I found this is really helpful, since most of us are using these great free email accounts on daily basis. Original article was from Digital Inspiration. I recommend you to bookmark this site since it has many great posts on how simple technology know-how helps you securing your internet life. The post is as below:
This is Robert Graham posing with the GMail website open on his laptop.
Rob demonstrated to a live audience how he can successfully hack into web based email programs like GMail, Yahoo Mail! or Hotmail using the IP Address and user name (login) without requiring any password.
Let’s not go in the very technical details but he used some sniffing tools called Ferret (to copy the GMail cookies to his computers) and Hamster (to use the cookies in his browser). [Details at ZDNet, TG Daily]
What can you do to prevent someone else from reading your GMail or Yahoo Mail ?
Rob’s method works when you are using the HTTP mode to access your email (http://www.gmail.com/). Therefore the trick is to always use Secure Login.
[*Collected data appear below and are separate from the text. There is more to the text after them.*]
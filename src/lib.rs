//! Rift-Crawler: a ranked match discovery and ingestion crawler
//!
//! This crate walks outward from seed matches through participants' match
//! histories, keeps only ranked 5v5 matches on whitelisted patches played
//! by tracked-tier participants, and stores match and timeline statistics.

pub mod config;
pub mod crawler;
pub mod notify;
pub mod output;
pub mod riot;
pub mod state;
pub mod storage;

use thiserror::Error;

/// Main error type for crawler operations
#[derive(Debug, Error)]
pub enum CrawlError {
    #[error("Configuration error: {0}")]
    Config(#[from] ConfigError),

    #[error("Storage error: {0}")]
    Storage(#[from] storage::StorageError),

    #[error("Database error: {0}")]
    Database(#[from] rusqlite::Error),

    #[error("Remote API error: {0}")]
    Gateway(#[from] riot::GatewayError),

    #[error("HTTP client error: {0}")]
    HttpClient(#[from] reqwest::Error),

    #[error("Crawl state lock poisoned: {0}")]
    StatePoisoned(&'static str),

    #[error("IO error: {0}")]
    Io(#[from] std::io::Error),
}

/// Configuration-specific errors
#[derive(Debug, Error)]
pub enum ConfigError {
    #[error("Failed to read config file: {0}")]
    Io(#[from] std::io::Error),

    #[error("Failed to parse TOML: {0}")]
    Parse(#[from] toml::de::Error),

    #[error("Validation error: {0}")]
    Validation(String),

    #[error("Invalid URL in config: {0}")]
    InvalidUrl(String),

    #[error("Environment variable {0} is not set")]
    MissingEnv(String),
}

/// Outcome of processing a single match that did not end in ingestion
///
/// The scheduler only ever sees `RateLimited` and `Unknown`; the per-match
/// boundary absorbs `NotFound` and `ValidationRejected`.
#[derive(Debug, Clone, PartialEq, Eq, Error)]
pub enum MatchError {
    #[error("remote data not found")]
    NotFound,

    #[error("rate limited by remote API")]
    RateLimited,

    #[error("rejected: {0}")]
    ValidationRejected(crawler::RejectReason),

    #[error("unexpected failure: {0}")]
    Unknown(String),
}

impl From<riot::GatewayError> for MatchError {
    fn from(err: riot::GatewayError) -> Self {
        match err {
            riot::GatewayError::NotFound => Self::NotFound,
            riot::GatewayError::RateLimited => Self::RateLimited,
            riot::GatewayError::Unknown(cause) => Self::Unknown(cause),
        }
    }
}

impl From<storage::StorageError> for MatchError {
    fn from(err: storage::StorageError) -> Self {
        Self::Unknown(err.to_string())
    }
}

/// Result type alias for crawler operations
pub type Result<T> = std::result::Result<T, CrawlError>;

/// Result type alias for configuration operations
pub type ConfigResult<T> = std::result::Result<T, ConfigError>;

// Re-export commonly used types
pub use config::Config;
pub use crawler::{CrawlHandle, CrawlSummary, Crawler};
pub use state::{Frontier, PatchVersion, RankTier, TierBand};
use crate::config::types::{ApiConfig, Config, CrawlerConfig, FilterConfig, OutputConfig};
use crate::state::PatchVersion;
use crate::ConfigError;
use url::Url;

/// Validates the entire configuration
pub fn validate(config: &Config) -> Result<(), ConfigError> {
    validate_crawler_config(&config.crawler)?;
    validate_filter_config(&config.filter)?;
    validate_api_config(&config.api)?;
    validate_output_config(&config.output)?;
    Ok(())
}

/// Validates crawler configuration
fn validate_crawler_config(config: &CrawlerConfig) -> Result<(), ConfigError> {
    if config.batch_size < 1 || config.batch_size > 100 {
        return Err(ConfigError::Validation(format!(
            "batch_size must be between 1 and 100, got {}",
            config.batch_size
        )));
    }

    if config.seed_match_id.trim().is_empty() {
        return Err(ConfigError::Validation(
            "seed_match_id cannot be empty".to_string(),
        ));
    }

    if config.warm_start_sample < 1 {
        return Err(ConfigError::Validation(format!(
            "warm_start_sample must be >= 1, got {}",
            config.warm_start_sample
        )));
    }

    Ok(())
}

/// Validates the tier band and patch whitelist
fn validate_filter_config(config: &FilterConfig) -> Result<(), ConfigError> {
    let band = config.band();

    if band.is_empty() {
        return Err(ConfigError::Validation(
            "tier_band must contain at least one tier".to_string(),
        ));
    }

    if !band.is_contiguous() {
        return Err(ConfigError::Validation(format!(
            "tier_band must be contiguous on the ladder, got {:?}",
            band.tiers()
        )));
    }

    if config.patch_whitelist.is_empty() {
        return Err(ConfigError::Validation(
            "patch_whitelist must contain at least one patch".to_string(),
        ));
    }

    for patch in &config.patch_whitelist {
        patch
            .parse::<PatchVersion>()
            .map_err(|e| ConfigError::Validation(format!("Invalid patch: {}", e)))?;
    }

    Ok(())
}

/// Validates API configuration
fn validate_api_config(config: &ApiConfig) -> Result<(), ConfigError> {
    validate_base_url("regional_url", &config.regional_url)?;
    validate_base_url("platform_url", &config.platform_url)?;

    if config.api_key_env.is_empty() {
        return Err(ConfigError::Validation(
            "api_key_env cannot be empty".to_string(),
        ));
    }

    if config.timeout_secs == 0 {
        return Err(ConfigError::Validation(
            "timeout_secs must be >= 1".to_string(),
        ));
    }

    Ok(())
}

/// Validates output configuration
fn validate_output_config(config: &OutputConfig) -> Result<(), ConfigError> {
    if config.database_path.is_empty() {
        return Err(ConfigError::Validation(
            "database_path cannot be empty".to_string(),
        ));
    }

    Ok(())
}

/// Validates that a base URL parses and uses an HTTP scheme
fn validate_base_url(name: &str, value: &str) -> Result<(), ConfigError> {
    let url =
        Url::parse(value).map_err(|e| ConfigError::InvalidUrl(format!("Invalid {}: {}", name, e)))?;

    if url.scheme() != "https" && url.scheme() != "http" {
        return Err(ConfigError::InvalidUrl(format!(
            "{} must use http or https, got '{}'",
            name, value
        )));
    }

    Ok(())
}
//! Configuration module for Rift-Crawler
//!
//! This module handles loading, parsing, and validating TOML configuration files.
//!
//! # Example
//!
//! ```no_run
//! use rift_crawler::config::load_config;
//! use std::path::Path;
//!
//! let config = load_config(Path::new("crawler.toml")).unwrap();
//! println!("Tracking tiers {}", config.filter.band());
//! ```

mod parser;
mod types;
mod validation;

// Re-export types
pub use types::{ApiConfig, Config, CrawlerConfig, FilterConfig, OutputConfig};

// Re-export parser functions
pub use parser::{compute_config_hash, load_config, load_config_with_hash, parse_config};
//! Remote API trait and error types
//!
//! This module defines the interface the crawl core uses to reach the
//! remote match, summoner and league services, and the closed set of
//! failures those calls can report.

use crate::riot::types::{MatchPayload, RankEntry, SummonerProfile, TimelinePayload};
use async_trait::async_trait;
use thiserror::Error;

/// Errors that can occur when calling the remote API
#[derive(Debug, Clone, PartialEq, Eq, Error)]
pub enum GatewayError {
    #[error("not found")]
    NotFound,

    #[error("rate limited")]
    RateLimited,

    #[error("{0}")]
    Unknown(String),
}

/// Result type for remote API calls
pub type GatewayResult<T> = Result<T, GatewayError>;

/// Remote data source for matches and participants
///
/// Implementations must be shareable across the concurrent tasks of a batch.
#[async_trait]
pub trait RiotApi: Send + Sync {
    /// Lists recent match ids for a participant
    async fn list_match_ids(&self, puuid: &str) -> GatewayResult<Vec<String>>;

    /// Fetches full match details
    async fn get_match(&self, match_id: &str) -> GatewayResult<MatchPayload>;

    /// Fetches the frame-by-frame timeline of a match
    async fn get_timeline(&self, match_id: &str) -> GatewayResult<TimelinePayload>;

    /// Fetches a participant's profile
    async fn get_profile(&self, puuid: &str) -> GatewayResult<SummonerProfile>;

    /// Fetches league entries for a profile's summoner id
    async fn get_rank_entries(&self, summoner_id: &str) -> GatewayResult<Vec<RankEntry>>;
}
Here’s what you can do to safeguard your email in public wi-fi hotspots – use https:// instead of http:// – the entire session will be encrypted and the cloning cookies method will fail:
For basic HTML version of GMail – https://mail.google.com/mail/?ui=html
Alternatively, you can install the CustomizeGoogle extension of Firefox that will always force the SSL mode in GMail incase you forget to manually type the https:// GMail URLs.
Highly recommended also because Customize Google will also encrypt your Google Docs, Google Reader, Google Web History and Google Calendar session incase these Google services share the same cookie with GMail.